We’re going to need a new time zone—on the moon.

With the ever-growing number of missions trying to get humans and robots back to the moon, and long-term plans to eventually have them stay there, it’s becoming more and more apparent that communications and navigation are going to become substantial challenges to overcome.

And in order to set up systems like that, you need to know what time it is. Everything from GPS to telecommunications relies on extremely specific measurements of time, and right now, we don’t have the infrastructure to tell time like that on the moon.

So, recently, the European Space Agency (ESA) put out a call for companies to help them with their “Moonlight” program—a network of three or four satellites that, when launched, will be the first to provide a lunar navigations and communications system. Specifically, they want assistance in setting up standardized moon time.

“[Moonlight] will allow missions to maintain links to and from Earth, and guide them on their way around the moon and on the surface, allowing them to focus on their core tasks,” said Wael-El Daly, system engineer for Moonlight, in a press release. “But also, Moonlight will need a shared common timescale in order to get missions linked up and to facilitate position fixes.”

In the past, each lunar mission has kept its own time, using large space antennas to synch up with the clocks back on Earth. But as more missions start launching and having to communicate with each other off-world, each mission keeping its own time is not going to work anymore.

Even though we know it’s going to be necessary very soon, setting a Moon Standard Time is not going to be easy. For one, if we set the time based on Earth time at all, those setting this new standard will have to factor in lunar time drift. Because the moon has less gravity than Earth, clocks actually run a tiny bit faster there—they gain about 56 microseconds per day.

There’s also the question of who keeps the time. On Earth, the technologies that require keeping incredibly accurate time—such as telecommunicaions and navigation—all set their clocks by Universal Coordinated Time (UTC), which is maintained by the Paris-based Bureau International de Poids et Mesures (BIPM) using multiple atomic clocks. If we’re essentially going to make a lunar version of UTC, we’re going to need someone to act as its timekeeper.

And on top of all of that, no matter what timekeeping system gets implemented, it has to be functional for those using it—namely, lunar astronauts. Considering that parts of the moon can have nights that last for 2 weeks and days that last for almost a month, creating a system that works for everyone on the moon is not going to be simple.
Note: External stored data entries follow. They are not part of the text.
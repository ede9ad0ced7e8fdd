//! Desired values and staleness.

use std::collections::BTreeMap;

use serde::{Deserialize, Serialize};

use crate::model::{UnitUsage, UsageRecord, Variable};

/// A value a target holds and the value it should hold.
#[derive(Debug, Clone, PartialEq, Eq, Serialize, Deserialize)]
pub struct ValueChange {
    pub old: String,
    pub new: String,
}

impl ValueChange {
    pub fn new(old: impl Into<String>, new: impl Into<String>) -> Self {
        Self {
            old: old.into(),
            new: new.into(),
        }
    }
}

/// Compare what a document holds with what it should hold.
///
/// Only names the document already holds are considered, and only when a
/// desired value exists for them. Nothing is ever proposed for deletion.
///
/// ```
/// use std::collections::BTreeMap;
/// use varsync::sync::compute_staleness;
///
/// let current: BTreeMap<_, _> = [("A", "1"), ("B", "2")]
///     .into_iter().map(|(k, v)| (k.to_string(), v.to_string())).collect();
/// let desired: BTreeMap<_, _> = [("A", "1"), ("B", "3"), ("C", "9")]
///     .into_iter().map(|(k, v)| (k.to_string(), v.to_string())).collect();
///
/// let stale = compute_staleness(&current, &desired);
/// assert_eq!(stale.len(), 1);
/// assert_eq!(stale["B"].old, "2");
/// assert_eq!(stale["B"].new, "3");
/// ```
pub fn compute_staleness(
    current: &BTreeMap<String, String>,
    desired: &BTreeMap<String, String>,
) -> BTreeMap<String, ValueChange> {
    current
        .iter()
        .filter_map(|(name, old)| {
            let new = desired.get(name)?;
            (old != new).then(|| (name.clone(), ValueChange::new(old.clone(), new.clone())))
        })
        .collect()
}

/// The text a document should show for `variable`: the value, followed by
/// a space and the unit when the document displays it with its unit.
pub fn resolve_desired_value(variable: &Variable, with_unit: bool) -> String {
    match variable.unit() {
        Some(unit) if with_unit => format!("{} {}", variable.value, unit),
        _ => variable.value.clone(),
    }
}

/// Desired values of every variable for one document, honoring that
/// document's with-unit flags.
pub fn desired_values_for_document(
    variables: &[Variable],
    usage: &UnitUsage,
    document: &str,
) -> BTreeMap<String, String> {
    variables
        .iter()
        .map(|v| {
            let with_unit = usage.with_unit(document, &v.name);
            (v.name.clone(), resolve_desired_value(v, with_unit))
        })
        .collect()
}

/// Usage records for the tracked variables a scan found in a document.
///
/// A flag recorded earlier for the same (document, variable) pair is kept;
/// pairs seen for the first time start without unit. Names that are not
/// tracked variables produce no record.
pub fn usage_records_for_scan<'a>(
    found: impl IntoIterator<Item = &'a str>,
    variables: &[Variable],
    usage: &UnitUsage,
    document: &str,
) -> Vec<UsageRecord> {
    let mut records: Vec<UsageRecord> = Vec::new();
    for name in found {
        if !variables.iter().any(|v| v.name == name) {
            continue;
        }
        if records.iter().any(|r| r.variable == name) {
            continue;
        }
        records.push(UsageRecord {
            document: document.to_string(),
            variable: name.to_string(),
            with_unit: usage.get(document, name).unwrap_or(false),
        });
    }
    records
}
The whole idea of setting a standard Moon time originally surfaced in conversations around how to eventually establish NASA’s LunaNet. LunaNet is meant to act as sort of a Moon-Earth internet, and is described as a “framework of mutually agreed-upon standards, protocols and interface requirements allowing future lunar missions to work together, conceptually similar to what we did on Earth for joint use of GPS and Galileo,” by Javier Ventura-Traveset, ESA’s Moonlight Navigation Manager in a news release.

And for that framework to get up and running, the time it’s based on has to be logical, functional, precise, and user-friendly. It’s a big ask on an international project, but an important one. And one we need to figure out if we’re going to be able to maintain our lunar visitation schedule.